NAIROBI (Reuters) - Kenya’s parliament voted on Tuesday to nationalise the country’s main airline Kenya Airways to save it from mounting debts.
The loss-making airline, which is 48.9% government-owned and 7.8% held by Air France-KLM, has been struggling to return to profitability and growth.
A failed expansion drive and a slump in air travel forced it to restructure $2 billion of debt in 2017. The airline later proposed taking over the running of Nairobi’s main airport to boost its revenue.
Parliament’s transport committee, however, rejected that plan, recommending instead the nationalisation of the airline in a report debated by the national assembly on June 18.
In a voice vote taken on Tuesday afternoon, the majority of lawmakers in the chamber voted to accept the report.
Kenya Airways Chairman Michael Joseph told Reuters the vote was “great news”.
“Nationalisation is what is necessary to compete on a level playing field.
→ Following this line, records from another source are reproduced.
//! IF stage: fetches the instruction word at the current PC.

use std::cell::RefCell;
use std::rc::Rc;

use crate::common::SimError;
use crate::core::latches::IfId;
use crate::core::memory::Memory;
use crate::isa::opcodes::NOP_INST;
use crate::substrate::{Module, Port};

pub struct IfStage {
    pub pc: Port<u32>,
    pub out: Port<IfId>,
    pub misaligned: Port<bool>,

    memory: Rc<RefCell<Memory>>,
    error: RefCell<Option<SimError>>,
}

impl IfStage {
    pub fn new(memory: Rc<RefCell<Memory>>) -> Self {
        IfStage {
            pc: Port::new(0),
            out: Port::new(IfId::bubble()),
            misaligned: Port::new(false),
            memory,
            error: RefCell::new(None),
        }
    }

    /// Takes and clears any out-of-bounds-memory error raised while
    /// fetching this settle pass. Misalignment is *not* surfaced here —
    /// it becomes an architectural exception via [`Self::misaligned`].
    pub fn take_error(&self) -> Option<SimError> {
        self.error.borrow_mut().take()
    }
}

impl Module for IfStage {
    fn process(&mut self) -> bool {
        let pc = self.pc.read();
        let misaligned = pc % 4 != 0;
        let mut changed = self.misaligned.write(misaligned);

        if misaligned {
            changed |= self.out.write(IfId { inst: NOP_INST, pc: pc as i32 });
            return changed;
        }

        match self.memory.borrow().read_inst(pc) {
            Ok(inst) => {
                tracing::trace!(pc, inst, "IF fetched");
                changed |= self.out.write(IfId { inst, pc: pc as i32 });
            }
            Err(e) => *self.error.borrow_mut() = Some(e),
        }
        changed
    }
}

#[cfg(test)]
mod tests {
    use super::*;

    #[test]
    fn fetches_instruction_at_pc() {
        let mem = Rc::new(RefCell::new(Memory::new(64)));
        mem.borrow_mut().load_image(&[0x13, 0x00, 0x00, 0x00]).unwrap();
        let mut stage = IfStage::new(mem);
        stage.pc.write(0);
        stage.process();
        assert_eq!(stage.out.read().inst, NOP_INST);
        assert!(!stage.misaligned.read());
    }

    #[test]
    fn unaligned_pc_raises_misaligned_without_touching_memory() {
        let mem = Rc::new(RefCell::new(Memory::new(64)));
        let mut stage = IfStage::new(mem);
        stage.pc.write(2);
        stage.process();
        assert!(stage.misaligned.read());
        assert!(stage.take_error().is_none());
    }

    #[test]
    fn out_of_bounds_pc_surfaces_error() {
        let mem = Rc::new(RefCell::new(Memory::new(4)));
        let mut stage = IfStage::new(mem);
        stage.pc.write(100);
        stage.process();
        assert!(stage.take_error().is_some());
    }
}
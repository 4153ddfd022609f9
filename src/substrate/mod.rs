//! The datapath modeling substrate: typed signal endpoints (`Port`,
//! `Wire`), the `Module` unit of combinational logic, the edge-triggered
//! `Reg`, and the kernel's fixed-point settle loop. Everything in the
//! five-stage pipeline and the single-cycle model is built from these
//! four pieces.

pub mod kernel;
pub mod module;
pub mod port;
pub mod reg;

pub use kernel::settle;
pub use module::Module;
pub use port::{Port, Wire};
pub use reg::Reg;
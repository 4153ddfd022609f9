//! Simulator configuration: memory size and the two reset values a guest
//! image might care about. Kept as one small `Copy` struct rather than
//! scattering defaults across the modules that use them.

/// Default data/instruction memory size: 8 KiB, enough for the example
/// programs without making a misaligned or runaway fetch expensive to
/// detect.
pub const DEFAULT_MEM_SIZE: usize = 8192;

#[derive(Debug, Clone, Copy, PartialEq, Eq)]
pub struct Config {
    pub mem_size: usize,
    pub reset_pc: u32,
    pub mtvec_reset: u32,
}

impl Default for Config {
    fn default() -> Self {
        Config {
            mem_size: DEFAULT_MEM_SIZE,
            reset_pc: 0,
            mtvec_reset: 0,
        }
    }
}

#[cfg(test)]
mod tests {
    use super::*;

    #[test]
    fn default_config_resets_to_zero_pc() {
        let cfg = Config::default();
        assert_eq!(cfg.reset_pc, 0);
        assert_eq!(cfg.mem_size, DEFAULT_MEM_SIZE);
    }
}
It is not what we want, but what we need,” he said, referring to competitors such as Ethiopian Airlines which are state-run and profitable.
Air France-KLM could not immediately be reached for comment.
The government will now draw up an implementation plan, with clear time lines, said Esther Koimett, the principal secretary at the ministry of transport.
“Parliament is our boss ... we will obviously take the recommendations of parliament,” she told Reuters.
Kenya is seeking to emulate countries like Ethiopia which run air transport assets from airports to fuelling operations under a single company, using funds from the more profitable parts to support others, such as national airlines.
“The government is keen to take a consolidated view of aviation assets of the country in order to make sure they work in a coherent and efficient way to support the (Nairobi aviation) hub,” Koimett said.
The committee’s report proposes that Kenya set up an aviation holding company with four subsidiaries, one of which would run Kenya Airways. Another arm of the holding company would operate Nairobi’s main international airport.
The committee’s report also recommended the holding company be given tax concessions for a period to be determined and that it be exempted from paying excise duty on all goods, including jet fuel.
Koimett dismissed concerns that nationalisation could lead to further mismanagement. Kenya’s state-owned enterprises sector is riddled with corporate corpses and near failures caused by theft and poor management over the decades.
“Implementation is really the key thing ... Ultimately all these things have to do really with ensuring that we get the right people in the right places,” she said.